Robert Speckert, chairman of the engineering-technology department at Miami University's Middletown campus, where Mr. Ranatunga teaches, says the professor is one of the most highly regarded members of his faculty. Mr. Speckert says he has seen nothing that would cause him to question the professor's integrity and doesn't anticipate taking disciplinary action.

Bhavin Mehta served as faculty adviser for 11 theses under scrutiny. A native of India, the 44-year-old earned his master's and doctoral degrees from Ohio and joined its faculty in 1988. Since then, he has advised nearly 80 graduate students.

He says many of the accused students he advised were foreign and had arrived at the university with little experience in such writing. "They were not really intending to copy," he says. "They were just ignorant about those kinds of things."

Mr. Mehta says he has always worked closely with thesis writers to make sure their own research was properly represented. He says he didn't notice the plagiarism because he assessed literature-review sections primarily for the flow of language and to see that students had relevant and adequate background material.

It isn't easy for an adviser to detect whether a student's written work is taken from another text, he says. "I can't memorize all the textbooks," he says. "I don't memorize every thesis." Mr. Mehta has been barred from advising graduate students and was told his employment contract will not be renewed after the coming academic year. He says he has hired a lawyer but not decided what action, if any, he might take.

Jay Gunasekera, a native of Sri Lanka, served as faculty adviser for Mr. Mehta's 1992 doctoral dissertation and has supervised nearly 100 Ohio graduate students since 1983. He contends it isn't possible for a professor to insure that every sentence and paragraph in a literature review is original. "But if I knew this was coming, I would have checked them" more closely, he says.

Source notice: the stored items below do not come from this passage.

pub mod flow_file;
pub mod meter;
pub mod meter_point;
pub mod reading;

pub use flow_file::FlowFile;
pub use meter::Meter;
pub use meter_point::MeterPoint;
pub use reading::{canonical_value, Reading, ReadingView, RegisterType, DEFAULT_REGISTER_ID, VALUE_SCALE};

After he was criticized by a faculty review panel over theses he supervised, Mr. Gunasekera stepped down as chairman of the mechanical-engineering department in June. University officials say that in the fall, they will consider whether to strip him of an endowed professorship.

Mr. Gunasekera says his reputation has been destroyed. On Wednesday, he sued the university in Ohio state court, accusing school officials of "recklessly" publicizing false statements about him and of failing to distinguish between major and minor plagiarism. John Marshall, his attorney, says much of what the school has called plagiarism is simply "a failure to attribute."

Dennis Irwin, dean of Ohio's engineering college, says it doesn't matter where in a thesis copying occurred. "I think some people became very sloppy in doing their job," he says, adding, "we've got a culture that has to change."

New Requirements

The school has begun requiring engineering students to submit their theses electronically so they can be scrutinized with plagiarism-detection software. Mr. Irwin says two papers this spring were referred to the university's judiciary office for possible disciplinary action.

The university has not been able to locate the authors of two of the 39 theses under review. Certified letters to 10 alumni have been returned as undeliverable or refused. The other 27 authors have either agreed to rewrite their theses or said they want to challenge the allegations at special academic tribunals slated for this fall.

After switching advisers and embarking on a new research project, Mr. Matrka earned his master's degree in June 2005. He now works as an engineer for an explosives plant in the Athens area. But convinced his degree's value is diminished by every questionable mechanical-engineering thesis that remains on the university library's shelves, he continues to check them out, one by one. There are 293 on file.

"I plan to keep reading," says Mr. Matrka, who has also begun checking theses from other engineering departments at the university.